> About this task
For each record that follows, write out an identical copy.

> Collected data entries

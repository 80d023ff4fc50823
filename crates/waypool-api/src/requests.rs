//! Handlers for the join-request endpoints.
//!
//! | Method | Path | Notes |
//! |--------|------|-------|
//! | `POST` | `/rides/:id/requests` | Caller asks to join; 201 |
//! | `POST` | `/rides/:id/requests/accept` | Body: `{"user_id":...}`; owner only |
//! | `POST` | `/rides/:id/requests/reject` | Body: `{"user_id":...}`; owner only |

use axum::{
  Json,
  extract::{Path, State},
  http::StatusCode,
  response::IntoResponse,
};
use serde::Deserialize;
use serde_json::json;
use uuid::Uuid;
use waypool_core::{
  external::{Geocoder, IdentityProvider},
  store::RideStore,
};

use crate::{AppState, auth::Caller, error::ApiError};

/// `POST /rides/:id/requests`
pub async fn submit<S, I, G>(
  State(state): State<AppState<S, I, G>>,
  Caller(requester): Caller,
  Path(id): Path<Uuid>,
) -> Result<impl IntoResponse, ApiError>
where
  S: RideStore + 'static,
  I: IdentityProvider + 'static,
  G: Geocoder + 'static,
{
  state.lifecycle.request_to_join(id, requester).await?;
  Ok((
    StatusCode::CREATED,
    Json(json!({ "message": "request submitted" })),
  ))
}

/// Target of an accept/reject action.
#[derive(Debug, Deserialize)]
pub struct TargetBody {
  pub user_id: Uuid,
}

/// `POST /rides/:id/requests/accept`
pub async fn accept<S, I, G>(
  State(state): State<AppState<S, I, G>>,
  Caller(caller): Caller,
  Path(id): Path<Uuid>,
  Json(body): Json<TargetBody>,
) -> Result<impl IntoResponse, ApiError>
where
  S: RideStore + 'static,
  I: IdentityProvider + 'static,
  G: Geocoder + 'static,
{
  state.lifecycle.accept_request(id, caller, body.user_id).await?;
  tracing::info!(ride = %id, passenger = %body.user_id, "request accepted");
  Ok(Json(json!({ "message": "accepted" })))
}

/// `POST /rides/:id/requests/reject`
pub async fn reject<S, I, G>(
  State(state): State<AppState<S, I, G>>,
  Caller(caller): Caller,
  Path(id): Path<Uuid>,
  Json(body): Json<TargetBody>,
) -> Result<impl IntoResponse, ApiError>
where
  S: RideStore + 'static,
  I: IdentityProvider + 'static,
  G: Geocoder + 'static,
{
  state.lifecycle.reject_request(id, caller, body.user_id).await?;
  Ok(Json(json!({ "message": "rejected" })))
}
//! Bearer-token caller extraction.
//!
//! The API never authenticates anybody itself — it hands the presented
//! token to the configured [`IdentityProvider`] and trusts the user id it
//! gets back.

use axum::{extract::FromRequestParts, http::request::Parts};
use uuid::Uuid;
use waypool_core::{
  Error as CoreError,
  external::{Geocoder, IdentityProvider},
  store::RideStore,
};

use crate::{AppState, error::ApiError};

/// The resolved caller. Present in a handler signature means the request
/// carried a credential the identity provider accepted.
pub struct Caller(pub Uuid);

impl<S, I, G> FromRequestParts<AppState<S, I, G>> for Caller
where
  S: RideStore + 'static,
  I: IdentityProvider + 'static,
  G: Geocoder + 'static,
{
  type Rejection = ApiError;

  async fn from_request_parts(
    parts: &mut Parts,
    state: &AppState<S, I, G>,
  ) -> Result<Self, Self::Rejection> {
    let credential = parts
      .headers
      .get(axum::http::header::AUTHORIZATION)
      .and_then(|v| v.to_str().ok())
      .and_then(|v| v.strip_prefix("Bearer "))
      .ok_or(ApiError::Core(CoreError::Unauthenticated))?;

    let user_id = state.identity.resolve(credential).await?;
    Ok(Caller(user_id))
  }
}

> Exercise answer
repository 80d023ff4fc50823
filename crates/waypool-api/src/requests.rs
//! Handlers for the join-request endpoints.
//!
//! | Method | Path | Notes |
//! |--------|------|-------|
//! | `POST` | `/rides/:id/requests` | Caller asks to join; 201 |
//! | `POST` | `/rides/:id/requests/accept` | Body: `{"user_id":...}`; owner only |
//! | `POST` | `/rides/:id/requests/reject` | Body: `{"user_id":...}`; owner only |

use axum::{
  Json,
  extract::{Path, State},
  http::StatusCode,
  response::IntoResponse,
};
use serde::Deserialize;
use serde_json::json;
use uuid::Uuid;
use waypool_core::{
  external::{Geocoder, IdentityProvider},
  store::RideStore,
};

use crate::{AppState, auth::Caller, error::ApiError};

/// `POST /rides/:id/requests`
pub async fn submit<S, I, G>(
  State(state): State<AppState<S, I, G>>,
  Caller(requester): Caller,
  Path(id): Path<Uuid>,
) -> Result<impl IntoResponse, ApiError>
where
  S: RideStore + 'static,
  I: IdentityProvider + 'static,
  G: Geocoder + 'static,
{
  state.lifecycle.request_to_join(id, requester).await?;
  Ok((
    StatusCode::CREATED,
    Json(json!({ "message": "request submitted" })),
  ))
}

/// Target of an accept/reject action.
#[derive(Debug, Deserialize)]
pub struct TargetBody {
  pub user_id: Uuid,
}

/// `POST /rides/:id/requests/accept`
pub async fn accept<S, I, G>(
  State(state): State<AppState<S, I, G>>,
  Caller(caller): Caller,
  Path(id): Path<Uuid>,
  Json(body): Json<TargetBody>,
) -> Result<impl IntoResponse, ApiError>
where
  S: RideStore + 'static,
  I: IdentityProvider + 'static,
  G: Geocoder + 'static,
{
  state.lifecycle.accept_request(id, caller, body.user_id).await?;
  tracing::info!(ride = %id, passenger = %body.user_id, "request accepted");
  Ok(Json(json!({ "message": "accepted" })))
}

/// `POST /rides/:id/requests/reject`
pub async fn reject<S, I, G>(
  State(state): State<AppState<S, I, G>>,
  Caller(caller): Caller,
  Path(id): Path<Uuid>,
  Json(body): Json<TargetBody>,
) -> Result<impl IntoResponse, ApiError>
where
  S: RideStore + 'static,
  I: IdentityProvider + 'static,
  G: Geocoder + 'static,
{
  state.lifecycle.reject_request(id, caller, body.user_id).await?;
  Ok(Json(json!({ "message": "rejected" })))
}
//! Bearer-token caller extraction.
//!
//! The API never authenticates anybody itself — it hands the presented
//! token to the configured [`IdentityProvider`] and trusts the user id it
//! gets back.

use axum::{extract::FromRequestParts, http::request::Parts};
use uuid::Uuid;
use waypool_core::{
  Error as CoreError,
  external::{Geocoder, IdentityProvider},
  store::RideStore,
};

use crate::{AppState, error::ApiError};

/// The resolved caller. Present in a handler signature means the request
/// carried a credential the identity provider accepted.
pub struct Caller(pub Uuid);

impl<S, I, G> FromRequestParts<AppState<S, I, G>> for Caller
where
  S: RideStore + 'static,
  I: IdentityProvider + 'static,
  G: Geocoder + 'static,
{
  type Rejection = ApiError;

  async fn from_request_parts(
    parts: &mut Parts,
    state: &AppState<S, I, G>,
  ) -> Result<Self, Self::Rejection> {
    let credential = parts
      .headers
      .get(axum::http::header::AUTHORIZATION)
      .and_then(|v| v.to_str().ok())
      .and_then(|v| v.strip_prefix("Bearer "))
      .ok_or(ApiError::Core(CoreError::Unauthenticated))?;

    let user_id = state.identity.resolve(credential).await?;
    Ok(Caller(user_id))
  }
}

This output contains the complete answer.